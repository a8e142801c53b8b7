//! Usage statistics snapshots

use serde::{Deserialize, Serialize};
use std::collections::BTreeMap;

/// Result cache counters at a point in time
#[derive(Debug, Clone, Default, PartialEq, Serialize, Deserialize)]
pub struct CacheStats {
    pub hits: u64,
    pub misses: u64,
    /// Hit rate in percent, two decimals
    pub hit_rate: f64,
    pub memory_entries: usize,
    pub durable_available: bool,
    pub enabled: bool,
}

/// Process-lifetime council statistics at a point in time
#[derive(Debug, Clone, Default, PartialEq, Serialize, Deserialize)]
pub struct CouncilStats {
    /// Requests answered by dispatching to providers
    pub total_requests: u64,
    /// Requests answered from the result cache
    #[serde(default)]
    pub cached_responses: u64,
    /// USD, four decimals
    pub total_cost: f64,
    /// Mean latency of completed requests, two decimals
    pub avg_latency_ms: f64,
    pub requests_by_provider: BTreeMap<String, u64>,
    pub requests_by_mode: BTreeMap<String, u64>,
    pub cache: CacheStats,
}
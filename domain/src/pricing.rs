//! Per-provider token prices

use crate::core::provider::ProviderId;

/// USD per 1000 input and output tokens for one provider
#[derive(Debug, Clone, Copy, PartialEq)]
pub struct Price {
    pub input_per_1k: f64,
    pub output_per_1k: f64,
}

impl Price {
    pub const FREE: Price = Price {
        input_per_1k: 0.0,
        output_per_1k: 0.0,
    };

    const fn new(input_per_1k: f64, output_per_1k: f64) -> Self {
        Self {
            input_per_1k,
            output_per_1k,
        }
    }

    /// Price table lookup; unknown providers are free.
    pub fn for_provider(provider: &ProviderId) -> Self {
        match provider {
            ProviderId::Claude => Price::new(0.003, 0.015),
            ProviderId::Gpt4 => Price::new(0.01, 0.03),
            ProviderId::Gemini => Price::new(0.000_25, 0.000_5),
            ProviderId::Mistral => Price::new(0.002, 0.006),
            ProviderId::Cohere => Price::new(0.000_5, 0.001_5),
            ProviderId::DeepSeek => Price::new(0.001_4, 0.002_8),
            ProviderId::Ollama | ProviderId::Custom(_) => Price::FREE,
        }
    }

    pub fn cost(&self, input_tokens: u64, output_tokens: u64) -> f64 {
        input_tokens as f64 / 1000.0 * self.input_per_1k
            + output_tokens as f64 / 1000.0 * self.output_per_1k
    }
}

/// Cost of one call to `provider`.
pub fn cost_for(provider: &ProviderId, input_tokens: u64, output_tokens: u64) -> f64 {
    Price::for_provider(provider).cost(input_tokens, output_tokens)
}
________________________
:: What you are asked to do ::
Repeat each of the entries exactly as written.

:: Reply to the exercise ::
repository a8e142801c53b8b7
//! Usage statistics snapshots

use serde::{Deserialize, Serialize};
use std::collections::BTreeMap;

/// Result cache counters at a point in time
#[derive(Debug, Clone, Default, PartialEq, Serialize, Deserialize)]
pub struct CacheStats {
    pub hits: u64,
    pub misses: u64,
    /// Hit rate in percent, two decimals
    pub hit_rate: f64,
    pub memory_entries: usize,
    pub durable_available: bool,
    pub enabled: bool,
}

/// Process-lifetime council statistics at a point in time
#[derive(Debug, Clone, Default, PartialEq, Serialize, Deserialize)]
pub struct CouncilStats {
    /// Requests answered by dispatching to providers
    pub total_requests: u64,
    /// Requests answered from the result cache
    #[serde(default)]
    pub cached_responses: u64,
    /// USD, four decimals
    pub total_cost: f64,
    /// Mean latency of completed requests, two decimals
    pub avg_latency_ms: f64,
    pub requests_by_provider: BTreeMap<String, u64>,
    pub requests_by_mode: BTreeMap<String, u64>,
    pub cache: CacheStats,
}
filename domain/src/pricing.rs
//! Per-provider token prices

use crate::core::provider::ProviderId;

/// USD per 1000 input and output tokens for one provider
#[derive(Debug, Clone, Copy, PartialEq)]
pub struct Price {
    pub input_per_1k: f64,
    pub output_per_1k: f64,
}

impl Price {
    pub const FREE: Price = Price {
        input_per_1k: 0.0,
        output_per_1k: 0.0,
    };

    const fn new(input_per_1k: f64, output_per_1k: f64) -> Self {
        Self {
            input_per_1k,
            output_per_1k,
        }
    }

    /// Price table lookup; unknown providers are free.
    pub fn for_provider(provider: &ProviderId) -> Self {
        match provider {
            ProviderId::Claude => Price::new(0.003, 0.015),
            ProviderId::Gpt4 => Price::new(0.01, 0.03),
            ProviderId::Gemini => Price::new(0.000_25, 0.000_5),
            ProviderId::Mistral => Price::new(0.002, 0.006),
            ProviderId::Cohere => Price::new(0.000_5, 0.001_5),
            ProviderId::DeepSeek => Price::new(0.001_4, 0.002_8),
            ProviderId::Ollama | ProviderId::Custom(_) => Price::FREE,
        }
    }

    pub fn cost(&self, input_tokens: u64, output_tokens: u64) -> f64 {
        input_tokens as f64 / 1000.0 * self.input_per_1k
            + output_tokens as f64 / 1000.0 * self.output_per_1k
    }
}

/// Cost of one call to `provider`.
pub fn cost_for(provider: &ProviderId, input_tokens: u64, output_tokens: u64) -> f64 {
    Price::for_provider(provider).cost(input_tokens, output_tokens)
}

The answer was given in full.